* [Work item]
As the answer, set down the lines below from the one containing "the full router." through the one containing "use crate::util::TestContextExt;", exactly and inclusively, and no others.

=-=-=

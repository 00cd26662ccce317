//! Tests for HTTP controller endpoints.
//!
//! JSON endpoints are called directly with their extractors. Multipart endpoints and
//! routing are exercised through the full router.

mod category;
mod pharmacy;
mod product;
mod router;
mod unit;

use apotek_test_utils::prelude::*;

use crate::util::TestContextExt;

=-=-=

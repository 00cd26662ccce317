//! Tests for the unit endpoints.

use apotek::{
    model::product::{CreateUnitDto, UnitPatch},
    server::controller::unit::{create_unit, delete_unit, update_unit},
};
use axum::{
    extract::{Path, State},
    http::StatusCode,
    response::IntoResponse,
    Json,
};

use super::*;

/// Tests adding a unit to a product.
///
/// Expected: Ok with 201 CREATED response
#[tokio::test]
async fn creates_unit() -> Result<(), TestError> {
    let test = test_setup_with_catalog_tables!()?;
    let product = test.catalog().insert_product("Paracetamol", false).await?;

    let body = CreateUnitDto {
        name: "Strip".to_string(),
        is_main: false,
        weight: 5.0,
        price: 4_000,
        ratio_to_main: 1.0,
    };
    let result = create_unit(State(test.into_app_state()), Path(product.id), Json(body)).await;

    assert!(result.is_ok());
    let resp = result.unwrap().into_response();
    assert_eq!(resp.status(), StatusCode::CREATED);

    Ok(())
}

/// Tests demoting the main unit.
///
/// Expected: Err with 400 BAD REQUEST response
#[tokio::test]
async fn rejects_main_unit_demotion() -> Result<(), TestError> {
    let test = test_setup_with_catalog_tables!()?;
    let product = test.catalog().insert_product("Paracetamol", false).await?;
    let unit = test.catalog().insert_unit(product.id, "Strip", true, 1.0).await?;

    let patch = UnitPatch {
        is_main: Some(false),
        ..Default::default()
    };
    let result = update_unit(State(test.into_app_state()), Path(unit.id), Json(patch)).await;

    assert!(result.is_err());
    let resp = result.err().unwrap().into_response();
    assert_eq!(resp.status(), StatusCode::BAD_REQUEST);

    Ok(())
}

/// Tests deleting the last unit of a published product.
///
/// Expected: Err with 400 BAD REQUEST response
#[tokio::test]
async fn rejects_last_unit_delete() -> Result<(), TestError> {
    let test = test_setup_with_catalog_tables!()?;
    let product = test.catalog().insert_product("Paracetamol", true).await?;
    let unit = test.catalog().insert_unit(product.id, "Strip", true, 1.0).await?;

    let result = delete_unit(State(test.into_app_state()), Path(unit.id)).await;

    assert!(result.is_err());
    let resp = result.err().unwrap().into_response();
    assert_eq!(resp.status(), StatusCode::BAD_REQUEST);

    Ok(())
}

=-=-=

* [Response to the task]
//! routing are exercised through the full router.

mod category;
mod pharmacy;
mod product;
mod router;
mod unit;

use apotek_test_utils::prelude::*;

use crate::util::TestContextExt;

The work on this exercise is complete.